Même si les abeilles ne butinent ni le maïs ni le soya – et a priori ne devraient pas être exposées aux néonicotinoïdes – elles ne sont pas protégées des pesticides avoisinants. Des poussières du poison se dégagent des semoirs et se déposent sur les plantes nécessaires à la pollinisation et sont rejetées dans la sève de laquelle les abeilles s’abreuvent. Empoisonnées, celles-ci perdent le sens de l’orientation et deviennent incapables de retrouver le chemin de leur ruche.
Quel avenir pour l’apiculture ?
La situation mondiale est telle que dans certains pays on confie le travail des abeilles aux ouvriers apicoles et même à des robots pollinisateurs. Au sud-ouest de la Chine, les cultivateurs se chargent de la fécondation des fleurs une à une pour tenter de compenser les pollinisateurs disparus. Aux États-Unis, des « RoboBees » animées par un muscle électronique sont mises au point par des scientifiques de l’université de Harvard et des biologistes de la Northeastern University de Boston depuis 2009.
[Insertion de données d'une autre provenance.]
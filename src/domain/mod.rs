// Domain layer: catalog models and collaborator ports. No I/O here.

pub mod model;
pub mod ports;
De tels moyens n’ont pas encore été l’objet de sérieuses discussions au Canada. Ce qui presse au pays en ce moment, c’est freiner la proposition de l’Agence de réglementation de la lutte antiparasitaire (ARLA) de Santé Canada d’accepter le nouvel insecticide de Bayer contenant du flupyradifurone. Le grand public avait jusqu’au lundi 3 novembre 2014 pour se faire entendre: la pétition est ici.
Sur une note plus légère, nous invitons mangeurs et citoyens à continuer de s’informer des initiatives locales et à mettre en valeur les richesses de la ruche pour une apiculture bonne, propre et juste.